A long retirement extends your exposure to one of financial planning’s most subtle enemies: inflation. As you invest, it’s important to seek a mix of assets that guard against the declining value of the dollar and that is in line with your risk tolerance and goals.
Myth 2: You should get out of stocks when you retire
The reality: Stocks can help provide the long-term growth you need to make your assets last longer since your retirement could span several decades.
You’ve probably heard you should reduce your investment risk as you age. But with traditional pensions being replaced by 401(k) plans, you’re wholly responsible for making asset allocation decisions. As Gipson puts it, “Everyone now has to be a pension fund manager with their own money, and most people just aren’t equipped to do that.”
Gipson agrees with the notion of dampening portfolio risk at retirement, but that doesn’t mean getting rid of stocks entirely. Rather, regularly reviewing, and if necessary, rebalancing your portfolio based on your risk tolerance can lock in gains from strong-performing asset classes and allow you to buy those that underperform at cheaper prices.
Myth 3: You can just keep working
The reality: Counting on being able to work as long as you want is dangerous, Gipson says. Employers are feeling pressure to cut costs, and with high unemployment, finding work is always a challenge. A disability also could force you to stop working prematurely.
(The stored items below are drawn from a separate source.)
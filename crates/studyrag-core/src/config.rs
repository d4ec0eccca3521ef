//! Lightweight configuration loader and path helpers.
//!
//! Uses Figment to merge `config.toml` + `config.<env>.toml` + `APP_*` env vars.
//! Nested keys are addressed with a double underscore in the environment,
//! e.g. `APP_INDEX__PERSIST_DIR=/var/lib/studyrag`.
//! Provides helpers to expand `~` and `${VAR}` and to resolve relative paths
//! against a known base directory.
use figment::{
    providers::{Env, Format, Serialized, Toml},
    Figment,
};
use serde::{Deserialize, Serialize};
use std::env;
use std::path::{Path, PathBuf};

use crate::error::{Error, Result};

pub struct Config {
    figment: Figment,
}

impl Config {
    pub fn load() -> Result<Self> {
        let env_name = env::var("RUST_ENV").unwrap_or_else(|_| "dev".to_string());

        let mut figment = Figment::from(Serialized::defaults(Settings::default()))
            .merge(Toml::file("config.toml"));
        match env_name.as_str() {
            "dev" | "development" => figment = figment.merge(Toml::file("config.dev.toml")),
            "prod" | "production" => figment = figment.merge(Toml::file("config.prod.toml")),
            "test" | "testing" => figment = figment.merge(Toml::file("config.test.toml")),
            _ => {}
        }
        figment = figment.merge(Env::prefixed("APP_").split("__"));

        let config = Self { figment };
        config.validate()?;
        Ok(config)
    }

    /// Build a config from an explicit figment, bypassing the file lookup.
    pub fn from_figment(figment: Figment) -> Result<Self> {
        let config = Self { figment };
        config.validate()?;
        Ok(config)
    }

    pub fn get<T>(&self, key: &str) -> Result<T>
    where
        T: serde::de::DeserializeOwned,
    {
        self.figment
            .extract_inner(key)
            .map_err(|e| Error::InvalidConfig(format!("Failed to get '{}': {}", key, e)))
    }

    pub fn settings(&self) -> Result<Settings> {
        self.figment
            .extract()
            .map_err(|e| Error::InvalidConfig(e.to_string()))
    }

    fn validate(&self) -> Result<()> {
        let s = self.settings()?;
        if s.index.batch_size == 0 {
            return Err(Error::InvalidConfig("index.batch_size must be > 0".into()));
        }
        if s.retrieval.top_k_results == 0 {
            return Err(Error::InvalidConfig("retrieval.top_k_results must be > 0".into()));
        }
        if s.embedding.dim == 0 {
            return Err(Error::InvalidConfig("embedding.dim must be > 0".into()));
        }
        Ok(())
    }
}

#[derive(Debug, Clone, Default, Serialize, Deserialize)]
#[serde(default)]
pub struct Settings {
    pub index: IndexSettings,
    pub cache: CacheSettings,
    pub retrieval: RetrievalSettings,
    pub embedding: EmbeddingSettings,
    pub generation: GenerationSettings,
}

#[derive(Debug, Clone, Serialize, Deserialize)]
#[serde(default)]
pub struct IndexSettings {
    pub persist_dir: String,
    pub table_name: String,
    pub batch_size: usize,
}

impl Default for IndexSettings {
    fn default() -> Self {
        Self {
            persist_dir: "./data/index".to_string(),
            table_name: "notegpt_documents".to_string(),
            batch_size: 100,
        }
    }
}

impl IndexSettings {
    pub fn persist_path(&self) -> PathBuf {
        expand_path(&self.persist_dir)
    }
}

#[derive(Debug, Clone, Serialize, Deserialize)]
#[serde(default)]
pub struct CacheSettings {
    pub capacity: usize,
}

impl Default for CacheSettings {
    fn default() -> Self {
        Self { capacity: 1000 }
    }
}

#[derive(Debug, Clone, Serialize, Deserialize)]
#[serde(default)]
pub struct RetrievalSettings {
    pub top_k_results: usize,
    pub max_sources: usize,
    pub default_relevance: f32,
}

impl Default for RetrievalSettings {
    fn default() -> Self {
        Self { top_k_results: 5, max_sources: 3, default_relevance: 0.95 }
    }
}

#[derive(Debug, Clone, Serialize, Deserialize)]
#[serde(default)]
pub struct EmbeddingSettings {
    pub model_dir: Option<String>,
    pub use_fake: bool,
    pub dim: usize,
    pub max_len: usize,
}

impl Default for EmbeddingSettings {
    fn default() -> Self {
        Self { model_dir: None, use_fake: false, dim: 384, max_len: 256 }
    }
}

#[derive(Debug, Clone, Serialize, Deserialize)]
#[serde(default)]
pub struct GenerationSettings {
    pub model_name: String,
    pub temperature: f32,
    pub max_output_tokens: u32,
}

impl Default for GenerationSettings {
    fn default() -> Self {
        Self {
            model_name: "gemini-2.5-flash".to_string(),
            temperature: 0.7,
            max_output_tokens: 8192,
        }
    }
}

/// Expand a user-provided path string:
/// - Expands leading '~' to the user's home directory
/// - Expands ${VAR} and $VAR environment variables
/// - Returns a PathBuf without attempting to canonicalize
pub fn expand_path<S: AsRef<str>>(input: S) -> PathBuf {
    let s = input.as_ref();
    // Expand env vars first
    let expanded_env = shellexpand::env(s).unwrap_or(std::borrow::Cow::Borrowed(s));
    let expanded = shellexpand::tilde(&expanded_env);
    PathBuf::from(expanded.as_ref())
}

/// Resolve a possibly relative path against a given base directory after expansion.
/// If `p` is absolute, it's returned as-is; otherwise `base.join(p)` is returned.
pub fn resolve_with_base<S: AsRef<str>>(base: &Path, p: S) -> PathBuf {
    let p = expand_path(p);
    if p.is_absolute() { p } else { base.join(p) }
}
Many people think they can simply work longer if they don’t have enough money to retire. According to a recent survey by the Employee Benefit Research Institute, 74percent of workers plan to work at least part time during their retirement years, and Schaffer notes working in retirement has become a necessity for many.
Good planning doesn’t rely on good fortune. Rather, your plan should both keep you from having to work the rest of your life and deal with the consequences of unexpected surprises that prevent you from earning a paycheck.
Myth 4: An inheritance will bail you out
The reality: You may be hoping for an inheritance as a potential retirement boost. But hope is not a strategy, and counting on an inheritance can create big problems if it doesn’t come through.
Many people who expect to inherit money never do so, Gipson says. And even for those who do inherit money, it’s often too little or comes too late to make a difference in their retirement planning, he adds. The safer thing to do is to treat an inheritance as an unexpected bonus rather than relying on it.
Myth 5: Your taxes will be lower in retirement
The reality: Big government deficits make future tax increases much more likely. Also, taking money out of retirement accounts, such as traditional IRAs and 401(k)s, creates taxable income that can push you into higher tax brackets.
One suggestion Gipson offers is to consider converting part of your eligible retirement assets to a Roth IRA. By doing so, you’ll pay taxes now, but you’ll create a tax-free pool of money to tap in retirement. Diversifying with both Roth and traditional IRAs is a possible way to handle future tax uncertainty. – (BPT)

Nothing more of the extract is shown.